2006, Annals of the Rheumatic Diseases

To investigate effects of cartilage derived morphogenetic protein-1 and-2 (CDMP-1, CDMP-2), bone morphogenetic protein (BMP)-7 and BMP-6 on metabolism of ligament fibroblasts and their osteogenic or chondrogenic differentiation potential. Methods: Ligament fibroblasts were obtained from 3 month old calves, plated as monolayers or micromass cultures, and incubated with or without CDMP-1, CDMP-2, BMP-7, and BMP-6. Expression of the indicated growth factors was assessed by RT-PCR and western immunoblotting. The presence of their respective type I and II receptors, and lineage related markers, was investigated in stimulated and unstimulated cells by RT-PCR and northern blotting.
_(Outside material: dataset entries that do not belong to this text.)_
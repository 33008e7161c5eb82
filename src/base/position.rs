use std::fmt;

use text_size::TextSize;

/// A position in source text (0-indexed)
#[derive(Debug, Clone, Copy, PartialEq, Eq, PartialOrd, Ord, Hash)]
pub struct Position {
    pub line: usize,
    pub column: usize,
}

impl Position {
    pub fn new(line: usize, column: usize) -> Self {
        Self { line, column }
    }

    /// Resolve a byte offset to its 0-indexed line/column.
    ///
    /// Columns count characters, not bytes. Identifiers and numbers are
    /// ASCII by construction, so the distinction only shows up when a
    /// comment carries multi-byte characters.
    pub fn of(text: &str, offset: TextSize) -> Self {
        let offset = usize::from(offset).min(text.len());
        let mut line = 0;
        let mut line_start = 0;
        for (i, byte) in text.bytes().enumerate().take(offset) {
            if byte == b'\n' {
                line += 1;
                line_start = i + 1;
            }
        }
        let column = text
            .get(line_start..offset)
            .map(|s| s.chars().count())
            .unwrap_or(offset - line_start);
        Self { line, column }
    }
}

/// A byte offset paired with its resolved line/column.
///
/// Parse errors carry one of these so callers get both machine-usable
/// offsets and human-readable positions from the same value.
#[derive(Debug, Clone, Copy, PartialEq, Eq)]
pub struct SourceLocation {
    pub offset: TextSize,
    pub position: Position,
}

impl SourceLocation {
    pub fn of(text: &str, offset: TextSize) -> Self {
        Self {
            offset,
            position: Position::of(text, offset),
        }
    }

    pub fn line(&self) -> usize {
        self.position.line
    }

    pub fn column(&self) -> usize {
        self.position.column
    }
}

impl fmt::Display for SourceLocation {
    /// Displays as 1-based `line:column`
    fn fmt(&self, f: &mut fmt::Formatter<'_>) -> fmt::Result {
        write!(f, "{}:{}", self.position.line + 1, self.position.column + 1)
    }
}

#[cfg(test)]
mod tests {
    use super::*;

    #[test]
    fn position_of_start() {
        assert_eq!(Position::of("abc", TextSize::new(0)), Position::new(0, 0));
    }

    #[test]
    fn position_of_tracks_lines_and_columns() {
        let text = "max x\n  c1: x <= 2\n";
        assert_eq!(Position::of(text, TextSize::new(4)), Position::new(0, 4));
        assert_eq!(Position::of(text, TextSize::new(8)), Position::new(1, 2));
    }

    #[test]
    fn position_of_counts_chars_not_bytes() {
        let text = "\\ caf\u{e9} note\nx";
        let offset = TextSize::new(text.len() as u32 - 1);
        assert_eq!(Position::of(text, offset), Position::new(1, 0));
    }

    #[test]
    fn location_displays_one_based() {
        let loc = SourceLocation::of("a\nbc", TextSize::new(3));
        assert_eq!(loc.to_string(), "2:2");
        assert_eq!(loc.line(), 1);
        assert_eq!(loc.column(), 1);
    }
}
//! Foundation types for the lp-parse library.
//!
//! This module provides fundamental types used throughout the parser:
//! - [`TextRange`], [`TextSize`] - source positions (byte offsets)
//! - [`Position`], [`SourceLocation`] - line/column positions for errors
//!
//! This module has NO dependencies on other lp_parse modules.

mod position;

pub use position::{Position, SourceLocation};
pub use text_size::{TextRange, TextSize};

// Re-export text-size types for convenience
pub use text_size;
//! Portfolio chat. The scripted assistant behind a personal portfolio site.

pub mod config;
pub mod contact;
pub mod dialogue;
pub mod error;
pub mod host;
pub mod session;
//! Dialogue engine. The scripted chat assistant behind the portfolio widget.
//!
//! A static [`StepGraph`] describes what the assistant says and which moves
//! follow each batch of messages. An [`Interpreter`] walks that graph for one
//! widget instance, keeping the transcript and the current input affordance.

pub mod graph;
pub mod interpreter;
pub mod model;
pub mod navigation;
pub mod script;
pub mod timeline;
pub mod transcript;

pub use graph::{GraphIssue, StepGraph};
pub use interpreter::{Interpreter, Transition};
pub use model::{
    Attachment, Choice, DeliveryStatus, FreeTextHandler, InputMode, KeywordRoute, Message,
    Sender, Step, StepId,
};
pub use navigation::{HostEffect, NavigationShortcut};
pub use timeline::{Clock, DeferredAction, Delays, FixedClock, SystemClock, Timeline};
pub use transcript::Transcript;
Biosynthesis of matrix proteoglycans was assessed by [ 35 S]sulphate incorporation in monolayers. Alcian blue and toluidine blue staining was done in micromass cultures. Results: CDMP-1, CDMP-2, BMP-7, and BMP-6 were detected on mRNA and on the protein level. Type I and II receptors were endogenously expressed in unstimulated ligament fibroblasts. The growth factors significantly stimulated total proteoglycan synthesis as assessed by [ 35 S]sulphate incorporation. Toluidine blue staining showed cartilage-specific metachromasia in the growth factor treated micromass cultures. Transcription analysis of stimulated ligament fibroblasts demonstrated coexpression of chondrocyte markers but no up regulation of osteogenic markers. Conclusion: CDMP-1, CDMP-2, BMP-7, and BMP-6 and their receptors were expressed in ligament tissue. These growth factors induced matrix synthesis in fibroblasts derived from bovine ligament. The preferential expression of cartilage markers in vitro suggests that CDMP-1, CDMP-2, BMP-7, and BMP-6 have the potential to induce differentiation towards a chondrogenic phenotype in ligament fibroblasts. Thus, fibroblasts from ligaments may serve as a source for chondrogenesis and tissue repair.